§ What you will do:
All lines from the one with "response_json.push(b'\n');" through the last are to be given again exactly as they stand in the data below, and only those.

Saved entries
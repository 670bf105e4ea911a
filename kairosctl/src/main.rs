use anyhow::{bail, Result};
use clap::{Parser, Subcommand};
use kairos_ipc::{
    send_command, Command, ExportStatus, Response, SessionDetail, SessionSummary, TimerSettings,
    TimerState, TimerStatus, DEFAULT_SOCKET_PATH,
};
use std::path::PathBuf;

#[derive(Parser)]
#[command(name = "kairosctl")]
#[command(about = "Control the Kairos focus timer", long_about = None)]
struct Cli {
    /// Path to the daemon's socket
    #[arg(long, env = "KAIROS_SOCKET", default_value = DEFAULT_SOCKET_PATH)]
    socket: PathBuf,

    #[command(subcommand)]
    command: Commands,
}

#[derive(Subcommand)]
enum Commands {
    /// Start the timer
    Start,
    /// Pause the timer
    Pause,
    /// Resume the timer
    Resume,
    /// Stop the timer and end the current chain
    Stop,
    /// Restart the current phase
    Reset,
    /// Get timer status
    Status,
    /// Answer the task prompt before the first work phase
    Narrate { text: String },
    /// Skip the task prompt
    SkipNarration,
    /// Say something in a voice conversation
    Say { text: String },
    /// Record what you got done in the work phase that just ended
    Done {
        #[arg(default_value = "")]
        text: String,
    },
    /// Answer the break check-in
    Feedback {
        #[arg(default_value = "")]
        text: String,
    },
    /// Dismiss the current coach message
    Dismiss,
    /// Show or change timer settings
    Settings {
        #[command(subcommand)]
        action: Option<SettingsAction>,
    },
    /// List saved sessions
    Sessions,
    /// Show one session in detail
    Show { id: String },
    /// Export one session, or all sessions when no id is given
    Export { id: Option<String> },
    /// Show the status of the last export
    ExportStatus,
    /// Delete one session
    Delete { id: String },
    /// Delete every saved session
    DeleteAll,
    /// Show the AI service status
    Ai,
}

#[derive(Subcommand)]
enum SettingsAction {
    /// Change one or more settings
    Set {
        #[arg(long)]
        work: Option<u32>,
        #[arg(long)]
        short_break: Option<u32>,
        #[arg(long)]
        long_break: Option<u32>,
        #[arg(long)]
        cycles: Option<u32>,
        #[arg(long)]
        delay: Option<u32>,
        #[arg(long)]
        voice: Option<bool>,
    },
}

#[tokio::main]
async fn main() -> Result<()> {
    let cli = Cli::parse();

    // Convert CLI command to IPC command
    let command = match cli.command {
        Commands::Start => Command::Start,
        Commands::Pause => Command::Pause,
        Commands::Resume => Command::Resume,
        Commands::Stop => Command::Stop,
        Commands::Reset => Command::Reset,
        Commands::Status => Command::Status,
        Commands::Narrate { text } => Command::SubmitNarration { text },
        Commands::SkipNarration => Command::SkipNarration,
        Commands::Say { text } => Command::VoiceUtterance { text },
        Commands::Done { text } => Command::SubmitWorkInput { text },
        Commands::Feedback { text } => Command::SubmitBreakFeedback { text },
        Commands::Dismiss => Command::DismissMessage,
        Commands::Settings { action: None } => Command::GetSettings,
        Commands::Settings {
            action:
                Some(SettingsAction::Set {
                    work,
                    short_break,
                    long_break,
                    cycles,
                    delay,
                    voice,
                }),
        } => {
            let Response::Settings(mut settings) =
                send_command(&cli.socket, &Command::GetSettings).await?
            else {
                bail!("Unexpected response to settings request");
            };
            settings.work_minutes = work.unwrap_or(settings.work_minutes);
            settings.short_break_minutes = short_break.unwrap_or(settings.short_break_minutes);
            settings.long_break_minutes = long_break.unwrap_or(settings.long_break_minutes);
            settings.cycles_before_long_break = cycles.unwrap_or(settings.cycles_before_long_break);
            settings.delay_seconds = delay.unwrap_or(settings.delay_seconds);
            settings.use_voice_interaction = voice.unwrap_or(settings.use_voice_interaction);
            Command::UpdateSettings(settings)
        }
        Commands::Sessions => Command::ListSessions,
        Commands::Show { id } => Command::ShowSession { id },
        Commands::Export { id: Some(id) } => Command::ExportSession { id },
        Commands::Export { id: None } => Command::ExportAll,
        Commands::ExportStatus => Command::ExportStatus,
        Commands::Delete { id } => Command::DeleteSession { id },
        Commands::DeleteAll => Command::DeleteAll,
        Commands::Ai => Command::AiStatus,
    };

    let response = send_command(&cli.socket, &command).await?;

    match response {
        Response::Ok => println!("OK"),
        Response::Status(status) => print_status(&status),
        Response::Settings(settings) => print_settings(&settings),
        Response::Sessions(sessions) => print_sessions(&sessions),
        Response::Session(detail) => print_session(&detail),
        Response::Export(status) => print_export(&status),
        Response::Ai(status) => {
            println!("Online: {}", if status.online { "yes" } else { "no (built-in text)" });
            println!("Loading: {}", status.is_loading);
            if let Some(e) = status.last_error {
                println!("Last error: {}", e);
            }
        }
        Response::Error(e) => {
            eprintln!("Error: {}", e);
            std::process::exit(1);
        }
    }

    Ok(())
}

fn clock(secs: u64) -> String {
    format!("{:02}:{:02}", secs / 60, secs % 60)
}

fn print_status(status: &TimerStatus) {
    let state = match status.state {
        TimerState::Idle => "idle",
        TimerState::Running => "running",
        TimerState::Paused => "paused",
        TimerState::AwaitingNarration { voice: false } => "waiting for task (kairosctl narrate)",
        TimerState::AwaitingNarration { voice: true } => "listening (kairosctl say)",
        TimerState::AwaitingWorkInput => "waiting for notes (kairosctl done)",
    };
    println!(
        "{} [{}] {} / {}",
        status.phase.name(),
        state,
        clock(status.time_remaining),
        clock(status.phase_total)
    );
    println!(
        "Cycle: {}/{}",
        status.current_cycle, status.cycles_before_long_break
    );
    if !status.task_description.is_empty() {
        println!("Task: {}", status.task_description);
    }
    if let Some(message) = &status.ai_message {
        let label = if status.show_ai_reminder { "Reminder" } else { "Coach" };
        println!("{}: {}", label, message);
    }
    if status.feedback_open {
        println!("(answer with: kairosctl feedback \"...\")");
    }
    if let Some(session) = &status.active_session {
        println!("Session: {}", session);
    }
}

fn print_settings(settings: &TimerSettings) {
    println!("Work:           {} min", settings.work_minutes);
    println!("Short break:    {} min", settings.short_break_minutes);
    println!("Long break:     {} min", settings.long_break_minutes);
    println!("Cycles:         {}", settings.cycles_before_long_break);
    println!("Delay:          {} s", settings.delay_seconds);
    println!("Voice:          {}", settings.use_voice_interaction);
}

fn print_sessions(sessions: &[SessionSummary]) {
    if sessions.is_empty() {
        println!("No sessions");
        return;
    }
    for s in sessions {
        let state = if s.ended_at.is_some() { " " } else { "*" };
        let report = if s.has_report { "report" } else { "" };
        println!(
            "{} {}  {}  {} periods  {}m  {}",
            state,
            s.id,
            s.started_at.format("%Y-%m-%d %H:%M"),
            s.work_periods,
            s.total_work_secs / 60,
            report
        );
    }
}

fn print_session(detail: &SessionDetail) {
    let s = &detail.summary;
    println!("Session {}", s.id);
    println!("Started: {}", s.started_at.format("%Y-%m-%d %H:%M"));
    if let Some(ended) = s.ended_at {
        println!("Ended:   {}", ended.format("%Y-%m-%d %H:%M"));
    }
    if !s.export_link.is_empty() {
        println!("Export:  {}", s.export_link);
    }
    for (i, wp) in detail.periods.iter().enumerate() {
        println!();
        println!("Work period {} ({})", i + 1, wp.started_at.format("%H:%M"));
        if !wp.task_description.is_empty() {
            println!("  Task: {}", wp.task_description);
        }
        if !wp.input.is_empty() {
            println!("  Done: {}", wp.input);
        }
        if !wp.break_feedback.is_empty() {
            println!("  Break feedback: {}", wp.break_feedback);
        }
        if !wp.ai_response.is_empty() {
            println!("  Coach: {}", wp.ai_response);
        }
    }
    if !detail.ai_report.is_empty() {
        println!();
        println!("Report:");
        println!("{}", detail.ai_report);
    }
}

fn print_export(status: &ExportStatus) {
    if status.is_exporting {
        println!("Exporting...");
    } else if let Some(e) = &status.export_error {
        println!("Export failed: {}", e);
    } else if status.export_success {
        println!("Export complete");
    } else {
        println!("No export in progress");
    }
}
use super::AiError;
use crate::config::AiConfig;
use async_trait::async_trait;
use reqwest::Client;
use serde::{Deserialize, Serialize};
use std::time::Duration;
use tracing::debug;

/// Transport seam: one prompt in, one completion out.
#[cfg_attr(test, mockall::automock)]
#[async_trait]
pub trait CompletionBackend: Send + Sync {
    async fn complete(&self, prompt: &str) -> Result<String, AiError>;
}

/// OpenAI-compatible chat completions client
#[derive(Debug)]
pub struct OpenAiBackend {
    /// HTTP client
    client: Client,
    /// API key
    api_key: String,
    /// Base URL, without the `/chat/completions` suffix
    api_url: String,
    model: String,
    max_tokens: u32,
    temperature: f32,
}

#[derive(Debug, Serialize)]
struct ChatRequest<'a> {
    model: &'a str,
    messages: [ChatMessage<'a>; 1],
    max_tokens: u32,
    temperature: f32,
}

#[derive(Debug, Serialize)]
struct ChatMessage<'a> {
    role: &'static str,
    content: &'a str,
}

#[derive(Debug, Deserialize)]
struct ChatResponse {
    #[serde(default)]
    choices: Vec<ChatChoice>,
}

#[derive(Debug, Deserialize)]
struct ChatChoice {
    message: ChatChoiceMessage,
}

#[derive(Debug, Deserialize)]
struct ChatChoiceMessage {
    #[serde(default)]
    content: Option<String>,
}

impl OpenAiBackend {
    pub fn new(config: &AiConfig, api_key: String) -> Result<Self, AiError> {
        let client = Client::builder()
            .timeout(Duration::from_secs(config.request_timeout_secs))
            .build()
            .map_err(AiError::Http)?;

        Ok(Self {
            client,
            api_key,
            api_url: config.api_url.trim_end_matches('/').to_string(),
            model: config.model.clone(),
            max_tokens: config.max_tokens,
            temperature: config.temperature,
        })
    }
}

#[async_trait]
impl CompletionBackend for OpenAiBackend {
    async fn complete(&self, prompt: &str) -> Result<String, AiError> {
        let url = format!("{}/chat/completions", self.api_url);
        let request = ChatRequest {
            model: &self.model,
            messages: [ChatMessage {
                role: "user",
                content: prompt,
            }],
            max_tokens: self.max_tokens,
            temperature: self.temperature,
        };
        debug!(%url, model = %self.model, "Sending completion request");

        let response = self
            .client
            .post(&url)
            .bearer_auth(&self.api_key)
            .json(&request)
            .send()
            .await
            .map_err(|e| {
                if e.is_timeout() {
                    AiError::Timeout
                } else {
                    AiError::Http(e)
                }
            })?;

        let status = response.status();
        if !status.is_success() {
            let body = response
                .text()
                .await
                .unwrap_or_else(|_| "<failed to read error body>".to_string());
            return Err(AiError::Api {
                status: status.as_u16(),
                body,
            });
        }

        let parsed: ChatResponse = response
            .json()
            .await
            .map_err(|e| AiError::Malformed(e.to_string()))?;
        parsed
            .choices
            .into_iter()
            .next()
            .and_then(|choice| choice.message.content)
            .map(|text| text.trim().to_string())
            .filter(|text| !text.is_empty())
            .ok_or_else(|| AiError::Malformed("response carried no message content".to_string()))
    }
}
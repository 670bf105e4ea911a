//! The interval state machine.
//!
//! `CycleEngine` is synchronous and owns no clock: a driver calls `tick()`
//! once per second and forwards user input and AI completions. Everything the
//! engine wants done outside itself (AI requests, notifications, domain
//! events, cancellation) is queued as an `Effect` and collected with
//! `drain_effects()`. The engine never persists.

pub mod gate;

use crate::ai::{fallback, prompts};
use crate::config::EngineConfig;
use crate::events::{BreakFeedback, DomainEvent, Notification};
use crate::extract::extract_task_from_conversation;
use crate::model::WorkPeriod;
use chrono::Local;
use gate::{Gate, GateMode, Utterance};
use kairos_ipc::{Phase, TimerSettings, TimerState, TimerStatus};
use thiserror::Error;
use tracing::{debug, info};
use uuid::Uuid;

#[derive(Error, Debug, PartialEq, Eq)]
pub enum EngineError {
    #[error("No work input is pending")]
    NoWorkInputPending,

    #[error("No task narration is pending")]
    NoNarrationPending,

    #[error("The current gate is not a voice conversation")]
    NotVoiceGate,

    #[error("No break feedback is being collected")]
    NoFeedbackSlot,

    #[error("Submit or skip the pending work input first")]
    WorkInputPending,
}

#[derive(Debug, Clone, PartialEq, Eq)]
pub enum AiRequest {
    WrapUpReminder,
    BreakEngagement,
    FeedbackResponse { work_period_id: Uuid, feedback: String },
    GateReply,
}

/// Identifies an outstanding AI request and the engine state it belongs to.
#[derive(Debug, Clone, PartialEq, Eq)]
pub struct AiTicket {
    pub epoch: u64,
    pub generation: u64,
    pub request: AiRequest,
}

impl AiTicket {
    /// Detached requests outlive phase transitions and pauses; only `stop()`
    /// cancels them.
    pub fn is_detached(&self) -> bool {
        matches!(self.request, AiRequest::FeedbackResponse { .. })
    }
}

#[derive(Debug, Clone, PartialEq)]
pub enum Effect {
    RequestAi { ticket: AiTicket, prompt: String },
    CancelPending { detached: bool },
    Notify(Notification),
    Domain(DomainEvent),
}

pub struct CycleEngine {
    settings: TimerSettings,
    options: EngineConfig,
    phase: Phase,
    /// The phase the current (or most recent) Delay followed.
    delay_after: Phase,
    state: TimerState,
    time_remaining: u64,
    phase_total: u64,
    current_cycle: u32,
    open_work_period: Option<WorkPeriod>,
    last_completed: Option<Uuid>,
    narration: Option<String>,
    task_description: String,
    gate: Option<Gate>,
    reminder_shown: bool,
    engagement_scheduled: bool,
    engagement_due_in: Option<u64>,
    epoch: u64,
    generation: u64,
    ai_message: Option<String>,
    show_ai_reminder: bool,
    feedback_slot: Option<Uuid>,
    outbox: Vec<Effect>,
}
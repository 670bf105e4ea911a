//! Unix domain socket server for IPC

use crate::runtime::RuntimeHandle;
use anyhow::{Context, Result};
use kairos_ipc::{Command, Response};
use std::path::{Path, PathBuf};
use tokio::io::{AsyncBufReadExt, AsyncWriteExt, BufReader};
use tokio::net::{UnixListener, UnixStream};
use tracing::{debug, error, info};

pub struct IpcServer {
    listener: UnixListener,
    path: PathBuf,
}

impl IpcServer {
    pub fn bind(path: &Path) -> Result<Self> {
        // Remove old socket if it exists
        let _ = std::fs::remove_file(path);

        let listener = UnixListener::bind(path)
            .with_context(|| format!("Failed to bind IPC socket at {}", path.display()))?;
        info!("IPC server listening on {}", path.display());
        Ok(Self {
            listener,
            path: path.to_path_buf(),
        })
    }

    pub async fn serve(self, runtime: RuntimeHandle) -> Result<()> {
        loop {
            match self.listener.accept().await {
                Ok((stream, _)) => {
                    let runtime = runtime.clone();
                    tokio::spawn(async move {
                        if let Err(e) = handle_client(stream, runtime).await {
                            error!("Error handling client: {:#}", e);
                        }
                    });
                }
                Err(e) => {
                    error!("Error accepting connection: {}", e);
                }
            }
        }
    }
}

impl Drop for IpcServer {
    fn drop(&mut self) {
        let _ = std::fs::remove_file(&self.path);
    }
}

async fn handle_client(stream: UnixStream, runtime: RuntimeHandle) -> Result<()> {
    let (reader, mut writer) = stream.into_split();
    let mut reader = BufReader::new(reader);
    let mut line = String::new();

    reader.read_line(&mut line).await?;
    let response = match serde_json::from_str::<Command>(&line) {
        Ok(command) => {
            debug!(?command, "IPC request");
            runtime.request(command).await?
        }
        Err(e) => Response::Error(format!("Invalid command: {}", e)),
    };

    let mut response_json = serde_json::to_vec(&response)?;
    response_json.push(b'\n');
    writer.write_all(&response_json).await?;
    writer.shutdown().await?;

    Ok(())
}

§ Output of the exercise:
    response_json.push(b'\n');
    writer.write_all(&response_json).await?;
    writer.shutdown().await?;

    Ok(())
}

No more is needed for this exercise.